Separate face detection into standalone daemon

- Strip all face code from update.rb; add shared log helper writing to /opt/albumen/log/albumen.log with [update] prefix. update.rb now owns only album.json; face_daemon.rb owns faces.json. - New scripts/face_daemon.rb: polls MEDIA_ROOT for unprocessed images, calls faces.py in batches, writes per-directory faces.json sidecars atomically. Graceful SIGTERM/SIGINT shutdown between directories. - New config/face_daemon.service: systemd unit running as albumen user, Restart=on-failure, logs via SyslogIdentifier=albumen-faces. - app.rb: add FACES_ENABLED constant; load_faces() helper reads faces.json; album_files() merges face data into each entry as :faces field. - Update README.md and DESIGN.md to document the new daemon architecture, faces.json schema, and service management commands. Co-Authored-By: Claude Sonnet 4.6 <noreply@anthropic.com>
author: Ken D'Ambrosio <ken@jots.org> 2026-06-08 18:36:07 +0000
committer: Ken D'Ambrosio <ken@jots.org> 2026-06-08 18:36:07 +0000
commit: 625b3d5176f2c274e91fcf28bda8e45cc0477722 (patch)

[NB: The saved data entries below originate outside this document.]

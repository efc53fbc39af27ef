use crate::aggregate::{RowCountAggregator, RowsAggregator};
use crate::connection::ConnectionHandle;
use crate::error::CatalogDbError;
use crate::models::NewUser;
use crate::request::Request;
use crate::results::Row;
use crate::types::SqlParam;

use super::dispatch::dispatch;

pub const INSERT_USER_STATEMENT: &str =
    "INSERT INTO usuarios (nombres, apellidos, telefono, correoelectronico, contrasena) \
     VALUES (@P1, @P2, @P3, @P4, @P5)";

/// Active books only, by title. Collation (and so case ordering) is the
/// server's.
pub const LIST_ACTIVE_BOOKS_STATEMENT: &str =
    "SELECT id, titulo, autor, editorial, anio_publicacion, isbn, precio, stock, estado \
     FROM libros \
     WHERE estado = 1 \
     ORDER BY titulo ASC";

/// Runs the parameterized ad-hoc statements: account creation and listing.
#[derive(Debug, Clone)]
pub struct QueryExecutor {
    handle: ConnectionHandle,
}

impl QueryExecutor {
    #[must_use]
    pub fn new(handle: ConnectionHandle) -> Self {
        Self { handle }
    }

    /// Insert one row into `usuarios` and return the affected count.
    ///
    /// A duplicate email surfaces as `CatalogDbError::ConstraintViolation`
    /// carrying the server's message.
    ///
    /// # Errors
    /// Any connection or driver error, reported once.
    pub async fn insert_user(&self, user: &NewUser) -> Result<u64, CatalogDbError> {
        let request = Request::raw(
            INSERT_USER_STATEMENT,
            vec![
                SqlParam::nvarchar("nombres", user.names.as_str()),
                SqlParam::nvarchar("apellidos", user.surname.as_str()),
                SqlParam::bigint("telefono", user.phone),
                SqlParam::nvarchar("correoelectronico", user.email.as_str()),
                SqlParam::nvarchar("contrasena", user.password.as_str()),
            ],
        );
        dispatch(&self.handle, request, RowCountAggregator).await
    }

    /// Every active book, title ascending. No matches is an empty list.
    ///
    /// # Errors
    /// Any connection or driver error, reported once.
    pub async fn list_books(&self) -> Result<Vec<Row>, CatalogDbError> {
        let request = Request::raw(LIST_ACTIVE_BOOKS_STATEMENT, vec![]);
        dispatch(&self.handle, request, RowsAggregator::default()).await
    }
}
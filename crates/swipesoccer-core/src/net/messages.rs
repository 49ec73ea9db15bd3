use serde::{Deserialize, Serialize};

use crate::board::Vertex;
use crate::game::{GameId, GamePhase};
use crate::player::PlayerInfo;
use crate::reject::RejectReason;
use crate::state::GameState;

/// Network message type discriminator.
#[derive(Debug, Clone, Copy, PartialEq, Eq, Serialize, Deserialize)]
#[repr(u8)]
pub enum MessageType {
    // Client -> Server
    Register = 0x01,
    KickBall = 0x02,

    // Server -> Client
    RegisterResponse = 0x10,
    GameState = 0x11,
    MoveRejected = 0x12,
}

impl MessageType {
    pub fn from_byte(b: u8) -> Option<Self> {
        match b {
            0x01 => Some(Self::Register),
            0x02 => Some(Self::KickBall),
            0x10 => Some(Self::RegisterResponse),
            0x11 => Some(Self::GameState),
            0x12 => Some(Self::MoveRejected),
            _ => None,
        }
    }

    /// Messages only the server may send.
    pub fn is_server_only(&self) -> bool {
        matches!(
            self,
            Self::RegisterResponse | Self::GameState | Self::MoveRejected
        )
    }
}

/// First message on every connection.
#[derive(Debug, Clone, PartialEq, Eq, Serialize, Deserialize)]
pub struct RegisterMsg {
    /// Opaque token reused across reconnects to recover the same identity.
    pub token: String,
    #[serde(default)]
    pub player_name: Option<String>,
    pub protocol_version: u8,
}

#[derive(Debug, Clone, PartialEq, Eq, Serialize, Deserialize)]
pub struct KickBallMsg {
    pub target: Vertex,
}

#[derive(Debug, Clone, PartialEq, Eq, Serialize, Deserialize)]
pub struct RegisterResponseMsg {
    pub success: bool,
    pub player: Option<PlayerInfo>,
    pub game_id: Option<GameId>,
    pub error: Option<String>,
}

/// Full snapshot of a game, broadcast after every change.
#[derive(Debug, Clone, PartialEq, Eq, Serialize, Deserialize)]
pub struct GameStateMsg {
    pub game_id: GameId,
    pub phase: GamePhase,
    pub players: Vec<PlayerInfo>,
    pub max_players: usize,
    pub state: Option<GameState>,
}

/// Sent only to the player whose kick was refused.
#[derive(Debug, Clone, PartialEq, Eq, Serialize, Deserialize)]
pub struct MoveRejectedMsg {
    pub target: Vertex,
    pub reason: RejectReason,
}

#[derive(Debug, Clone, PartialEq, Eq)]
pub enum ClientMessage {
    Register(RegisterMsg),
    KickBall(KickBallMsg),
}

#[derive(Debug, Clone, PartialEq, Eq)]
pub enum ServerMessage {
    RegisterResponse(RegisterResponseMsg),
    GameState(Box<GameStateMsg>),
    MoveRejected(MoveRejectedMsg),
}
use std::collections::HashMap;
use std::sync::atomic::{AtomicU64, Ordering};

use tokio::sync::{RwLock, broadcast};
use tokio_util::sync::CancellationToken;
use uuid::Uuid;

use swipesoccer_core::game::GameId;
use swipesoccer_core::player::PlayerId;

/// Identifier of one live transport connection.
pub type ConnectionId = u64;

/// Durable player record, keyed by the caller's token.
#[derive(Debug, Clone, PartialEq, Eq)]
pub struct Identity {
    pub id: PlayerId,
    pub name: String,
    pub connection: Option<ConnectionId>,
    /// Lookup only; the directory owns the game.
    pub active_game: Option<GameId>,
}

#[derive(Debug, Clone, PartialEq, Eq)]
pub enum PresenceEvent {
    PlayerDisconnected {
        player_id: PlayerId,
        connection: ConnectionId,
        game_id: Option<GameId>,
    },
}

#[derive(Default)]
struct PresenceInner {
    identities: HashMap<PlayerId, Identity>,
    tokens: HashMap<String, PlayerId>,
    connections: HashMap<ConnectionId, PlayerId>,
    cancels: HashMap<ConnectionId, CancellationToken>,
}

/// Binds live connections to durable identities.
pub struct PresenceTracker {
    inner: RwLock<PresenceInner>,
    next_connection: AtomicU64,
    events: broadcast::Sender<PresenceEvent>,
}

impl PresenceTracker {
    pub fn new(event_capacity: usize) -> Self {
        let (events, _) = broadcast::channel(event_capacity.max(1));
        Self {
            inner: RwLock::new(PresenceInner::default()),
            next_connection: AtomicU64::new(1),
            events,
        }
    }

    pub fn next_connection_id(&self) -> ConnectionId {
        self.next_connection.fetch_add(1, Ordering::Relaxed)
    }

    pub fn subscribe(&self) -> broadcast::Receiver<PresenceEvent> {
        self.events.subscribe()
    }

    /// Bind `connection` to the identity for `token`, creating it on first
    /// sight. A connection previously bound to the same identity is cancelled
    /// and forgotten without a disconnect event.
    ///
    /// The returned token is cancelled when this connection is unbound or
    /// superseded.
    pub async fn bind(
        &self,
        connection: ConnectionId,
        token: &str,
        name: &str,
    ) -> (Identity, CancellationToken) {
        let mut inner = self.inner.write().await;
        let existing = inner.tokens.get(token).copied();
        let player_id = match existing {
            Some(id) => id,
            None => {
                let id = Uuid::new_v4();
                inner.tokens.insert(token.to_string(), id);
                tracing::debug!(player_id = %id, "New identity");
                id
            },
        };

        let previous = inner
            .identities
            .get(&player_id)
            .and_then(|identity| identity.connection);
        if let Some(old) = previous
            && old != connection
        {
            inner.connections.remove(&old);
            if let Some(cancel) = inner.cancels.remove(&old) {
                cancel.cancel();
            }
            tracing::info!(player_id = %player_id, old, new = connection, "Connection superseded");
        }

        let cancel = CancellationToken::new();
        inner.connections.insert(connection, player_id);
        if let Some(stale) = inner.cancels.insert(connection, cancel.clone()) {
            stale.cancel();
        }

        let identity = inner.identities.entry(player_id).or_insert_with(|| Identity {
            id: player_id,
            name: String::new(),
            connection: None,
            active_game: None,
        });
        identity.name = name.to_string();
        identity.connection = Some(connection);
        (identity.clone(), cancel)
    }

    /// Drop the binding of `connection`, cancel its pending work and emit
    /// `PlayerDisconnected`. Unknown or superseded connections are a no-op.
    pub async fn unbind(&self, connection: ConnectionId) -> Option<Identity> {
        let identity = {
            let mut inner = self.inner.write().await;
            if let Some(cancel) = inner.cancels.remove(&connection) {
                cancel.cancel();
            }
            let player_id = inner.connections.remove(&connection)?;
            let identity = inner.identities.get_mut(&player_id)?;
            identity.connection = None;
            identity.clone()
        };

        // Nobody listening is fine; the idle sweeper still reclaims games.
        let _ = self.events.send(PresenceEvent::PlayerDisconnected {
            player_id: identity.id,
            connection,
            game_id: identity.active_game,
        });
        Some(identity)
    }

    pub async fn player_of(&self, connection: ConnectionId) -> Option<PlayerId> {
        self.inner.read().await.connections.get(&connection).copied()
    }

    pub async fn active_game_of(&self, player: PlayerId) -> Option<GameId> {
        self.inner
            .read()
            .await
            .identities
            .get(&player)
            .and_then(|identity| identity.active_game)
    }

    pub async fn set_active_game(&self, player: PlayerId, game: Option<GameId>) {
        if let Some(identity) = self.inner.write().await.identities.get_mut(&player) {
            identity.active_game = game;
        }
    }

    /// Clear `game` from the members' active-game references. References that
    /// already point elsewhere are left alone.
    pub async fn clear_game(&self, game: GameId, members: &[PlayerId]) {
        let mut inner = self.inner.write().await;
        for member in members {
            if let Some(identity) = inner.identities.get_mut(member)
                && identity.active_game == Some(game)
            {
                identity.active_game = None;
            }
        }
    }

    pub async fn is_connected(&self, player: PlayerId) -> bool {
        self.inner
            .read()
            .await
            .identities
            .get(&player)
            .is_some_and(|identity| identity.connection.is_some())
    }

    pub async fn any_connected(&self, players: &[PlayerId]) -> bool {
        let inner = self.inner.read().await;
        players.iter().any(|p| {
            inner
                .identities
                .get(p)
                .is_some_and(|identity| identity.connection.is_some())
        })
    }

    /// (known identities, live connections)
    pub async fn stats(&self) -> (usize, usize) {
        let inner = self.inner.read().await;
        (inner.identities.len(), inner.connections.len())
    }
}
use std::sync::atomic::Ordering;

use axum::Json;
use axum::extract::State;
use serde::Serialize;

use crate::error::AppError;
use crate::state::AppState;

/// Structured health check response.
#[derive(Serialize)]
pub struct HealthResponse {
    pub status: &'static str,
    pub version: &'static str,
    pub connections: ConnectionInfo,
    pub games: GameInfo,
}

#[derive(Serialize)]
pub struct ConnectionInfo {
    pub websocket: usize,
    /// Players currently bound to a connection.
    pub players_online: usize,
    /// Identities seen since startup.
    pub players_known: usize,
}

#[derive(Serialize)]
pub struct GameInfo {
    pub active: usize,
    pub seated_players: usize,
}

/// Server status, connection counts and game counts as JSON.
pub async fn health_check(State(state): State<AppState>) -> Json<HealthResponse> {
    let ws = state.ws_connection_count.load(Ordering::Relaxed);
    let (known, online) = state.service.presence().stats().await;
    let (active, seated) = state.service.directory().stats().await;

    Json(HealthResponse {
        status: "healthy",
        version: env!("CARGO_PKG_VERSION"),
        connections: ConnectionInfo {
            websocket: ws,
            players_online: online,
            players_known: known,
        },
        games: GameInfo {
            active,
            seated_players: seated,
        },
    })
}

/// Ready once disconnects are being turned into game cleanup.
pub async fn readiness_check(State(state): State<AppState>) -> Result<&'static str, AppError> {
    if !state.presence_listener_running.load(Ordering::Acquire) {
        return Err(AppError::ServiceUnavailable(
            "presence listener not running".to_string(),
        ));
    }
    Ok("ready")
}
pub mod board;
pub mod game;
pub mod net;
pub mod player;
pub mod reject;
pub mod rules;
pub mod state;
pub mod time;
pub mod turn;

#[cfg(any(test, feature = "test-helpers"))]
pub mod test_helpers {
    use uuid::Uuid;

    use crate::board::{Board, Vertex};
    use crate::game::{Game, GameId};
    use crate::player::PlayerInfo;
    use crate::state::GameState;
    use crate::turn;

    /// Create `n` test players named `Player1..=PlayerN` with random ids.
    pub fn make_players(n: usize) -> Vec<PlayerInfo> {
        (0..n)
            .map(|i| PlayerInfo::new(Uuid::new_v4(), format!("Player{}", i + 1)))
            .collect()
    }

    /// Kick to each target in order as whoever is in turn. Panics on the
    /// first rejected kick.
    pub fn play(mut state: GameState, targets: &[Vertex]) -> GameState {
        for &target in targets {
            let acting = state.player_in_turn();
            state = turn::apply_move(&state, acting, target)
                .unwrap_or_else(|e| panic!("kick to {target} by {acting} rejected: {e}"))
                .state;
        }
        state
    }

    /// A standard-board game with `n` players that has already started.
    pub fn started_game(n: usize) -> (Game, Vec<PlayerInfo>) {
        let players = make_players(n);
        let mut game = Game::new(GameId::new_v4(), players[0].clone(), n);
        for p in &players[1..] {
            game.join(p.clone()).expect("join test player");
        }
        assert!(game.start(&Board::standard()), "game should start");
        (game, players)
    }
}
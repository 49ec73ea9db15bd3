use serde::{Deserialize, Serialize};

/// Index of a point on the board: `row * cols + col`.
pub type Vertex = usize;

/// Rows of the standard pitch, goal lines included.
pub const STANDARD_ROWS: usize = 11;

/// Columns of the standard pitch, touchlines included.
pub const STANDARD_COLS: usize = 7;

/// Largest pitch, in vertices, whose full state still fits in one wire
/// message.
pub const MAX_VERTICES: usize = 33 * 33;

/// Tri-state mark of a vertex.
#[derive(Debug, Clone, Copy, PartialEq, Eq, Serialize, Deserialize)]
pub enum VertexMark {
    /// Not part of the pitch (corner posts beside the goal lines).
    Removed,
    /// Never visited.
    Inactive,
    /// Visited by the ball or part of the implicit boundary lines.
    Active,
}

/// The two goals behind the goal lines.
#[derive(Debug, Clone, Copy, PartialEq, Eq, Hash, Serialize, Deserialize)]
pub enum Goal {
    /// Behind row 0.
    North,
    /// Behind the last row.
    South,
}

#[derive(Debug, Clone, PartialEq, Eq)]
pub enum BoardError {
    TooSmall { rows: usize, cols: usize },
    TooLarge { rows: usize, cols: usize },
    EvenWidth(usize),
}

impl std::fmt::Display for BoardError {
    fn fmt(&self, f: &mut std::fmt::Formatter<'_>) -> std::fmt::Result {
        match self {
            Self::TooSmall { rows, cols } => {
                write!(f, "board {rows}x{cols} is too small (minimum 5x5)")
            },
            Self::TooLarge { rows, cols } => {
                write!(
                    f,
                    "board {rows}x{cols} is too large (at most {MAX_VERTICES} vertices)"
                )
            },
            Self::EvenWidth(cols) => {
                write!(f, "board width {cols} must be odd to have a centre goal mouth")
            },
        }
    }
}

impl std::error::Error for BoardError {}

/// Dimensions of the pitch and the index arithmetic derived from them.
#[derive(Debug, Clone, Copy, PartialEq, Eq, Serialize, Deserialize)]
pub struct BoardGeometry {
    rows: usize,
    cols: usize,
}

impl Default for BoardGeometry {
    fn default() -> Self {
        Self::STANDARD
    }
}

impl BoardGeometry {
    pub const STANDARD: Self = Self {
        rows: STANDARD_ROWS,
        cols: STANDARD_COLS,
    };

    pub fn new(rows: usize, cols: usize) -> Result<Self, BoardError> {
        if rows < 5 || cols < 5 {
            return Err(BoardError::TooSmall { rows, cols });
        }
        if rows.saturating_mul(cols) > MAX_VERTICES {
            return Err(BoardError::TooLarge { rows, cols });
        }
        if cols % 2 == 0 {
            return Err(BoardError::EvenWidth(cols));
        }
        Ok(Self { rows, cols })
    }

    pub fn rows(&self) -> usize {
        self.rows
    }

    pub fn cols(&self) -> usize {
        self.cols
    }

    pub fn vertex_count(&self) -> usize {
        self.rows * self.cols
    }

    pub fn contains(&self, v: Vertex) -> bool {
        v < self.vertex_count()
    }

    pub fn vertex(&self, row: usize, col: usize) -> Vertex {
        row * self.cols + col
    }

    /// `(row, col)` of a vertex.
    pub fn position(&self, v: Vertex) -> (usize, usize) {
        (v / self.cols, v % self.cols)
    }

    /// The single column through which the ball can leave the pitch.
    pub fn mouth_col(&self) -> usize {
        self.cols / 2
    }

    pub fn is_touchline(&self, col: usize) -> bool {
        col == 0 || col == self.cols - 1
    }

    /// Rows 0 and `rows - 1` lie behind the goal lines.
    pub fn is_behind_goal_line(&self, row: usize) -> bool {
        row == 0 || row == self.rows - 1
    }

    /// Kick-off point.
    pub fn center(&self) -> Vertex {
        self.vertex(self.rows / 2, self.mouth_col())
    }

    pub fn goal_vertex(&self, goal: Goal) -> Vertex {
        match goal {
            Goal::North => self.vertex(0, self.mouth_col()),
            Goal::South => self.vertex(self.rows - 1, self.mouth_col()),
        }
    }

    /// Which goal, if any, a vertex is the mouth of.
    pub fn goal_at(&self, v: Vertex) -> Option<Goal> {
        if v == self.goal_vertex(Goal::North) {
            Some(Goal::North)
        } else if v == self.goal_vertex(Goal::South) {
            Some(Goal::South)
        } else {
            None
        }
    }

    /// Corner posts beside each goal line.
    pub fn is_removed(&self, v: Vertex) -> bool {
        if !self.contains(v) {
            return false;
        }
        let (row, col) = self.position(v);
        (row == 1 || row == self.rows - 2) && self.is_touchline(col)
    }

    /// 8-neighbourhood of a vertex, clipped to the grid.
    pub fn neighbors(&self, v: Vertex) -> impl Iterator<Item = Vertex> + '_ {
        let (row, col) = self.position(v);
        let rows = row.saturating_sub(1)..=(row + 1).min(self.rows - 1);
        rows.flat_map(move |r| {
            let cols = col.saturating_sub(1)..=(col + 1).min(self.cols - 1);
            cols.map(move |c| self.vertex(r, c))
        })
        .filter(move |&n| n != v)
    }

    fn initial_mark(&self, v: Vertex) -> VertexMark {
        if self.is_removed(v) {
            return VertexMark::Removed;
        }
        let (row, col) = self.position(v);
        let on_goal_line = row == 1 || row == self.rows - 2;
        if self.is_touchline(col) || (on_goal_line && col != self.mouth_col()) {
            VertexMark::Active
        } else {
            VertexMark::Inactive
        }
    }

    /// Whether the unordered pair `(a, b)` of neighbouring vertices forms an
    /// edge of the pitch, goal-mouth edges included.
    fn is_pitch_edge(&self, a: Vertex, b: Vertex) -> bool {
        if self.is_removed(a) || self.is_removed(b) {
            return false;
        }
        let (a_row, a_col) = self.position(a);
        let (b_row, b_col) = self.position(b);
        match (self.is_behind_goal_line(a_row), self.is_behind_goal_line(b_row)) {
            (false, false) => true,
            (true, false) => a_col == self.mouth_col() && b_col.abs_diff(a_col) <= 1,
            (false, true) => b_col == self.mouth_col() && a_col.abs_diff(b_col) <= 1,
            (true, true) => false,
        }
    }
}

/// An unordered pair of adjacent vertices, stored with `u < v`, and the index
/// of the player who claimed it.
#[derive(Debug, Clone, Copy, PartialEq, Eq, Serialize, Deserialize)]
pub struct Edge {
    pub u: Vertex,
    pub v: Vertex,
    pub owner: Option<usize>,
}

impl Edge {
    pub fn unclaimed(a: Vertex, b: Vertex) -> Self {
        let (u, v) = Self::key(a, b);
        Self { u, v, owner: None }
    }

    /// Canonical ordering of an endpoint pair.
    pub fn key(a: Vertex, b: Vertex) -> (Vertex, Vertex) {
        if a <= b { (a, b) } else { (b, a) }
    }

    pub fn is_claimed(&self) -> bool {
        self.owner.is_some()
    }
}

/// The generated pitch: topology plus the starting marks and ball.
#[derive(Debug, Clone, PartialEq, Eq)]
pub struct Board {
    geometry: BoardGeometry,
    vertices: Vec<VertexMark>,
    edges: Vec<Edge>,
    ball: Vertex,
}

impl Board {
    /// Build the pitch for the given dimensions. Deterministic.
    pub fn generate(geometry: BoardGeometry) -> Self {
        let mut vertices: Vec<VertexMark> = (0..geometry.vertex_count())
            .map(|v| geometry.initial_mark(v))
            .collect();

        let mut edges: Vec<Edge> = (0..geometry.vertex_count())
            .flat_map(|u| {
                geometry
                    .neighbors(u)
                    .filter(move |&v| v > u)
                    .map(move |v| (u, v))
            })
            .filter(|&(u, v)| geometry.is_pitch_edge(u, v))
            .map(|(u, v)| Edge::unclaimed(u, v))
            .collect();
        edges.sort_by_key(|e| (e.u, e.v));

        let ball = geometry.center();
        vertices[ball] = VertexMark::Active;

        Self {
            geometry,
            vertices,
            edges,
            ball,
        }
    }

    pub fn standard() -> Self {
        Self::generate(BoardGeometry::STANDARD)
    }

    pub fn geometry(&self) -> BoardGeometry {
        self.geometry
    }

    pub fn vertices(&self) -> &[VertexMark] {
        &self.vertices
    }

    pub fn edges(&self) -> &[Edge] {
        &self.edges
    }

    pub fn initial_ball(&self) -> Vertex {
        self.ball
    }

    pub fn has_edge(&self, a: Vertex, b: Vertex) -> bool {
        let key = Edge::key(a, b);
        self.edges.binary_search_by_key(&key, |e| (e.u, e.v)).is_ok()
    }
}
/// Milliseconds since the Unix epoch.
pub fn unix_millis() -> u64 {
    let dur = std::time::SystemTime::now()
        .duration_since(std::time::UNIX_EPOCH)
        .unwrap_or_default();
    u64::try_from(dur.as_millis()).unwrap_or(u64::MAX)
}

tree: 6ca16ad6f4a830b65dcddbd78ad7e7a2f1655682 /DESIGN.md
parent: ecc872a1fd43c0863e3171a1faf533adc3e3a4c5 (diff)
1 files changed, 108 insertions, 40 deletions
diff --git a/DESIGN.md b/DESIGN.md
index a7f368c..79399f6 100644
--- a/DESIGN.md
+++ b/DESIGN.md
@@ -26,18 +26,29 @@ Apache reverse proxy  (192.168.10.1 / albumen.jots.org)
 Puma application server  (127.0.0.1:4567)
       │  Rack / Sinatra
       ▼
-app.rb  ──reads──►  /var/albumen/   (media files + album.json sidecars)
-        ──reads──►  /opt/albumen/cache/thumbs/   (generated thumbnails)
-        ──reads──►  /opt/albumen/config.yml       (password hash + session secret)
+app.rb        ──reads──►  /var/albumen/   (media files + album.json + faces.json sidecars)
+              ──reads──►  /opt/albumen/cache/thumbs/   (generated thumbnails)
+              ──reads──►  /opt/albumen/config.yml       (password hash + session secret)
+
+face_daemon.rb  ──reads──►  /var/albumen/   (image files)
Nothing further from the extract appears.